* TASK DIRECTIONS
Copy each line of the material below that includes the string "conf".

Start of SOURCE MATERIAL

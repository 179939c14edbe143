//! `kliq_consignment` v1:
//! Consignment settlement kernel.
//!
//! Data flows master bytes -> raw table -> settlement tables -> report bytes -> archive.
//! - `conf`       : constants and default presets
//! - `spec`       : specs/models/errors
//! - `util`       : pure helper functions
//! - `reader`     : master sheet loader and publisher extractor
//! - `settlement` : settlement calculator and end-to-end pipeline
//! - `writer`     : per-publisher report renderer
//! - `archive`    : zip packaging of rendered reports
pub mod archive;
pub mod conf;
pub mod reader;
pub mod settlement;
pub mod spec;
pub mod util;
pub mod writer;

#[cfg(test)]
mod fixture;

pub use archive::package_reports;
pub use conf::{
    C_PUBLISHER_SENTINEL, N_IDX_ROW_HEADER, TUP_COLS_REQUIRED, derive_report_filename,
    derive_report_title,
};
pub use reader::{
    derive_publisher_ids, extract_publisher_columns, parse_contact_book, parse_publishers,
    parse_table,
};
pub use settlement::{compute_settlements, generate_reports, generate_reports_with_layout};
pub use spec::{
    DecodeError, EnumCellValue, LiquidationError, SpecCellFormat, SpecColumnWidthPlan,
    SpecContactInfo, SpecLiquidationOutput, SpecPublisherColumn, SpecRawTable, SpecReportLayout,
    SpecSettlementBatch, SpecSettlementRow, SpecSettlementTable, TypeContactBook,
};
pub use util::{coerce_isbn_integer, derive_publisher_id, normalize_isbn, plan_column_widths};
pub use writer::{derive_logo_image, render_report, render_report_with_layout};
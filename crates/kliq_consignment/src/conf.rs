//! Settlement constants and default preset factories.

use std::collections::BTreeMap;

use crate::spec::SpecCellFormat;

/// Zero-based row index of the header row in the master sheet.
pub const N_IDX_ROW_HEADER: usize = 5;

/// Product name column.
pub const C_COL_PRODUCT: &str = "Producto";
/// Product code column (accent-free canonical spelling).
pub const C_COL_CODE: &str = "Codigo";
/// Accented spelling renamed to [`C_COL_CODE`] on load.
pub const C_COL_CODE_ACCENTED: &str = "Código";
/// Warehouse stock column.
pub const C_COL_STOCK: &str = "BODEGA GENERAL BARI";
/// Working name of the publisher's consigned-quantity column.
pub const C_COL_CONSIGNED: &str = "Consignaciones";
/// Computed settlement column.
pub const C_COL_UNITS: &str = "Unidades a liquidar";
/// Normalized code column in the settlement table.
pub const C_COL_ISBN: &str = "ISBN";
/// Columns that must all exist for any settlement to be computed.
pub const TUP_COLS_REQUIRED: [&str; 3] = [C_COL_PRODUCT, C_COL_CODE, C_COL_STOCK];

/// Case-insensitive marker for publisher columns.
pub const C_PATTERN_PUBLISHER_COLUMN: &str = r"(?i)consignacion";
/// Token stripped from a publisher column name.
pub const C_PATTERN_PUBLISHER_TOKEN: &str = r"(?i)consignacion(es)?";
/// Identifier used when nothing is left of the column name.
pub const C_PUBLISHER_SENTINEL: &str = "SIN EDITORIAL";

/// Maximum ISBN length after normalization.
pub const N_LEN_ISBN_MAX: usize = 13;

/// Report filename prefix; the publisher identifier and `.xlsx` follow.
pub const C_REPORT_FILENAME_PREFIX: &str = "Liquidacion_Consignaciones_";
/// Report title prefix; the publisher identifier follows.
pub const C_REPORT_TITLE_PREFIX: &str = "LIQUIDACION CONSIGNACIONES";
/// Report worksheet name.
pub const C_REPORT_SHEET_NAME: &str = "Liquidación";

/// Fixed company identity block.
pub const C_REPORT_CLIENT_BLOCK: &str = "CLIENTE: Librería Virtual y Distribuidora El Ático Ltda.\n\
Venta y Distribución de Libros\n\
General Bari 234, Providencia - Santiago, Teléfono: (56)2 21452308\n\
Rut: 76082908-0";

/// Contact block labels, in display order.
pub const TUP_CONTACT_LABELS: [&str; 6] = [
    "PROVEEDOR:",
    "CONTACTO:",
    "FONO / MAIL:",
    "DESCUENTO:",
    "PAGO:",
    "FECHA:",
];

/// Last zero-based column the report layout may occupy (column `E`).
pub const N_IDX_COL_LAYOUT_MAX: usize = 4;

/// Build report filename for one publisher identifier.
pub fn derive_report_filename(publisher_id: &str) -> String {
    format!("{C_REPORT_FILENAME_PREFIX}{publisher_id}.xlsx")
}

/// Build report title for one publisher identifier.
pub fn derive_report_title(publisher_id: &str) -> String {
    format!("{C_REPORT_TITLE_PREFIX} {publisher_id}")
}

/// Build default named format presets used by [`crate::writer::render_report`].
pub fn derive_default_report_formats() -> BTreeMap<String, SpecCellFormat> {
    let cfg_base_fmt_spec = SpecCellFormat {
        font_name: Some("Arial".to_string()),
        font_size: Some(10),
        ..Default::default()
    };

    let mut dict_fmt = BTreeMap::new();
    dict_fmt.insert(
        "title".to_string(),
        cfg_base_fmt_spec.with_(SpecCellFormat {
            font_size: Some(16),
            bold: Some(true),
            align: Some("center".to_string()),
            valign: Some("vcenter".to_string()),
            ..Default::default()
        }),
    );
    dict_fmt.insert(
        "client".to_string(),
        cfg_base_fmt_spec.with_(SpecCellFormat {
            align: Some("center".to_string()),
            valign: Some("top".to_string()),
            text_wrap: Some(true),
            ..Default::default()
        }),
    );
    dict_fmt.insert(
        "label".to_string(),
        cfg_base_fmt_spec.with_(SpecCellFormat {
            font_size: Some(11),
            bold: Some(true),
            border: Some(1),
            ..Default::default()
        }),
    );
    dict_fmt.insert(
        "contact".to_string(),
        cfg_base_fmt_spec.with_(SpecCellFormat {
            border: Some(1),
            ..Default::default()
        }),
    );
    dict_fmt.insert(
        "header".to_string(),
        cfg_base_fmt_spec.with_(SpecCellFormat {
            font_size: Some(11),
            bold: Some(true),
            align: Some("center".to_string()),
            valign: Some("vcenter".to_string()),
            border: Some(1),
            ..Default::default()
        }),
    );
    dict_fmt.insert(
        "text".to_string(),
        cfg_base_fmt_spec.with_(SpecCellFormat {
            align: Some("left".to_string()),
            valign: Some("vcenter".to_string()),
            border: Some(1),
            ..Default::default()
        }),
    );
    dict_fmt.insert(
        "integer".to_string(),
        cfg_base_fmt_spec.with_(SpecCellFormat {
            align: Some("left".to_string()),
            valign: Some("vcenter".to_string()),
            border: Some(1),
            num_format: Some("0".to_string()),
            ..Default::default()
        }),
    );

    dict_fmt
}

#[cfg(test)]
mod tests {
    use super::*;

    #[test]
    fn test_report_filename_uses_identifier_verbatim() {
        assert_eq!(
            derive_report_filename("EDITORIAL XYZ"),
            "Liquidacion_Consignaciones_EDITORIAL XYZ.xlsx"
        );
        assert_eq!(
            derive_report_title("ACME"),
            "LIQUIDACION CONSIGNACIONES ACME"
        );
    }

    #[test]
    fn test_default_formats_cover_every_report_role() {
        let dict_fmt = derive_default_report_formats();
        for c_key in ["title", "client", "label", "contact", "header", "text", "integer"] {
            let fmt = dict_fmt.get(c_key).expect("preset");
            assert_eq!(fmt.font_name.as_deref(), Some("Arial"));
        }
        assert_eq!(dict_fmt["title"].font_size, Some(16));
        assert_eq!(dict_fmt["integer"].num_format.as_deref(), Some("0"));
    }
}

End of SOURCE MATERIAL

* FINISHED EXERCISE
//! - `conf`       : constants and default presets
pub mod conf;
pub use conf::{
filename crates/kliq_consignment/src/conf.rs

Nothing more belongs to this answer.